How To Improve Your Gut Health

Got Anxiety? Brain fog? Fatigue? Improving your gut health could be the answer. 

Do You Need to Heal Your Gut?

Our gut influences everything from our weight, to our mood, to our cognitive ability. It can be the reason for our back pain, the root of our depression, and of course, the cause of our digestive issues. If these are an issue for you, then consider testing the health of your gut and taking action now to heal your gut before your gut issues start to snowball.

If you’d like to know exactly what your gut problems are, you can take a stool test to find out. The GI-MAP stool test even has a report to help you interpret your results.

Regardless of whether or not you find gut issues, these tips can help you improve your gut health.

1. Decrease Your Stress

It turns out that stress can actually help bad bugs to thrive. This is how a short period of stress can snowball into major gut health issues. And it’s why creating an anti-stress lifestyle is key to both gut health and mental health.

2. Support Your Immune System

If your gut is unhealthy, your immune system is already churning away trying to heal it. Without proper support, your immune system can get overworked and worn down. So a nice gentle way to heal the gut is to support your immune system in doing its job.

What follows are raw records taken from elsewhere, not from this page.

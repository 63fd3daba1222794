//! End-to-end population against an in-memory SQLite database.

#![cfg(all(feature = "sqlx", feature = "yaml"))]

mod helpers;

use helpers::test_data::TestDataLoader;
use rstest::*;
use sqlfixture::prelude::*;
use sqlx::{Connection, SqliteConnection};

const SETUP_QUERIES: &[&str] = &[
	"CREATE TABLE test (id INTEGER PRIMARY KEY, name VARCHAR(30))",
	"CREATE TABLE test2 (id INTEGER PRIMARY KEY, slug VARCHAR(30))",
	"INSERT INTO test (id, name) VALUES (99, 'stale')",
	"INSERT INTO test2 (id, slug) VALUES (42, 'stale')",
];

#[fixture]
async fn conn() -> SqliteConnection {
	let mut conn = SqliteConnection::connect("sqlite::memory:").await.unwrap();
	for query in SETUP_QUERIES {
		sqlx::query(query).execute(&mut conn).await.unwrap();
	}
	conn
}

fn sqlite() -> PopulateOptions {
	PopulateOptions::new().with_dialect(Dialect::Sqlite)
}

async fn evaluate_common_fixture(conn: &mut SqliteConnection) {
	let test: Vec<(i64, String)> = sqlx::query_as("SELECT id, name FROM test ORDER BY id")
		.fetch_all(&mut *conn)
		.await
		.unwrap();
	assert_eq!(test, vec![(1, "something".to_string())]);

	let test2: Vec<(i64, String)> = sqlx::query_as("SELECT id, slug FROM test2 ORDER BY id")
		.fetch_all(&mut *conn)
		.await
		.unwrap();
	assert_eq!(
		test2,
		vec![
			(1, "something".to_string()),
			(2, "something-else".to_string()),
		]
	);
}

#[rstest]
#[tokio::test]
async fn test_populate_explicit_tables(#[future] conn: SqliteConnection) {
	let mut conn = conn.await;
	let tables = vec![
		Table::new("test").with_row(Row::new().with("id", 1).with("name", "something")),
		Table::new("test2").with_rows([
			Row::new().with("id", 1).with("slug", "something"),
			Row::new().with("id", 2).with("slug", "something-else"),
		]),
	];

	let report = Fixture::new(&mut conn, tables)
		.with_options(sqlite())
		.populate()
		.await
		.unwrap();

	assert_eq!(report.tables_truncated, 2);
	assert_eq!(report.rows_inserted, 3);
	evaluate_common_fixture(&mut conn).await;
}

#[rstest]
#[case("test.yaml")]
#[case("test.json")]
#[tokio::test]
async fn test_populate_from_file(#[future] conn: SqliteConnection, #[case] name: &str) {
	let mut conn = conn.await;
	let path = TestDataLoader::new().path(name);

	Fixture::from_path(&mut conn, path)
		.unwrap()
		.with_options(sqlite())
		.populate()
		.await
		.unwrap();

	evaluate_common_fixture(&mut conn).await;
}

#[rstest]
#[tokio::test]
async fn test_populate_twice_is_repeatable(#[future] conn: SqliteConnection) {
	let mut conn = conn.await;
	let bytes = TestDataLoader::new().load("test.yaml");

	for _ in 0..2 {
		Fixture::from_yaml(&mut conn, &bytes)
			.unwrap()
			.with_options(sqlite())
			.populate()
			.await
			.unwrap();
	}

	evaluate_common_fixture(&mut conn).await;
}

#[rstest]
#[tokio::test]
async fn test_unknown_table_is_fatal(#[future] conn: SqliteConnection) {
	let mut conn = conn.await;
	let tables = vec![
		Table::new("test").with_row(Row::new().with("id", 1).with("name", "something")),
		Table::new("missing").with_row(Row::new().with("id", 1)),
		Table::new("test2").with_row(Row::new().with("id", 1).with("slug", "something")),
	];

	let error = Fixture::new(&mut conn, tables)
		.with_options(sqlite())
		.populate()
		.await
		.unwrap_err();

	assert!(matches!(
		&error,
		FixtureError::Truncate { table, .. } if table == "missing"
	));

	// Tables before the failure are populated, tables after it are untouched.
	let (count,): (i64,) = sqlx::query_as("SELECT COUNT(*) FROM test")
		.fetch_one(&mut conn)
		.await
		.unwrap();
	assert_eq!(count, 1);
	let (slug,): (String,) = sqlx::query_as("SELECT slug FROM test2")
		.fetch_one(&mut conn)
		.await
		.unwrap();
	assert_eq!(slug, "stale");
}

#[rstest]
#[tokio::test]
async fn test_constraint_violation_is_fatal(#[future] conn: SqliteConnection) {
	let mut conn = conn.await;
	let tables = vec![Table::new("test2").with_rows([
		Row::new().with("id", 1).with("slug", "first"),
		Row::new().with("id", 1).with("slug", "duplicate"),
		Row::new().with("id", 3).with("slug", "never"),
	])];

	let error = Fixture::new(&mut conn, tables)
		.with_options(sqlite())
		.populate()
		.await
		.unwrap_err();

	assert!(matches!(error, FixtureError::Insert { row: 1, .. }));
	let ids: Vec<(i64,)> = sqlx::query_as("SELECT id FROM test2 ORDER BY id")
		.fetch_all(&mut conn)
		.await
		.unwrap();
	assert_eq!(ids, vec![(1,)]);
}
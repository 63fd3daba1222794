//! Test data loader helper.
//!
//! Provides convenient access to the fixture documents under
//! `tests/fixtures/data`.

use std::path::{Path, PathBuf};

/// Test data loader for fixture files.
pub struct TestDataLoader {
	base_path: PathBuf,
}

impl TestDataLoader {
	/// Create a new test data loader rooted at `tests/fixtures/data`.
	pub fn new() -> Self {
		Self {
			base_path: Path::new(env!("CARGO_MANIFEST_DIR")).join("tests/fixtures/data"),
		}
	}

	/// Load a test data file (with extension) as raw bytes.
	///
	/// # Panics
	///
	/// Panics if the file cannot be read.
	pub fn load(&self, name: &str) -> Vec<u8> {
		let path = self.path(name);
		std::fs::read(&path).unwrap_or_else(|_| panic!("Failed to load test data: {:?}", path))
	}

	/// Get the full path to a test data file.
	pub fn path(&self, name: &str) -> PathBuf {
		self.base_path.join(name)
	}
}

impl Default for TestDataLoader {
	fn default() -> Self {
		Self::new()
	}
}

To support your immune system, you can eat immunity supporting foods, like citrus fruits, garlic, and spinach. If your immune system is already weak, it can also be helpful to supplement with key vitamins and minerals that may have become depleted like, Vitamin B, Vitamin D, and Zinc. I also found that taking vitamins to support adrenal function was incredibly helpful as adrenals can get taxed when we are overstressed by gut health issues.

3. Reduce Inflammation

Another way to heal the gut is by removing inflammatory foods. This helps your immune system decrease it’s workload so it can spend more energy on healing the gut.

Although each of us have different problem foods, wheat and dairy tend to be problematic for many people with gut health issues. Sugar feeds many bad bacteria (all carbs are digested as sugar). And partially-hydrogenated oils are toxic, so they busy the immune system leaving other problems in your body unaddressed. That’s why it can be really helpful to remove these inflammatory foods if we want a healthy gut.

4. Consume Collagen

Collagen makes up the gut’s connective tissue—or the barrier between what’s in your gut and the rest of your body. If this barrier gets “leaky”, particles from the gut can seep into the bloodstream, causing everything from the herxheimer reaction (flu-like symptoms), to mental health issues, to autoimmune disease.

Consuming collagen is likely helpful for everyone, but especially those with an unhealthy microbiota. In general, those with gut issues tend to have low levels of collagen. In addition, your microbiota affect which symptoms (or diseases) you might get from a leaky gut. So if you have an unhealthy gut, leaky gut may be more problematic.

For example, research shows that one type of autoimmune arthritis called Ankylosing Spondylitis is caused by the bacteria, Klebsiella. Many of us have Klebsiella in our microbiome, so researchers hypothesize that it’s only when these bacteria “leak” into our bloodstream that they cause arthritis. So eating collagen (or high-collagen foods like bone broth) can potentially prevent these negative outcomes.

5. Eat Gut-Soothing Foods

We often eat with little consideration for what our gut must then do with our food. In fact, our guts must break down all the chunks, absorb the nutrients, and then push along the indigestible fiber to feed the gut bugs in the lower intestine—that’s a lot of work for an unhealthy gut.

To help ease the burden on the gut, we can eat gut-soothing foods such as soft foods, cooked foods, and juiced fruits and vegetables. These foods are already broken down, which helps ease the burden on the gut.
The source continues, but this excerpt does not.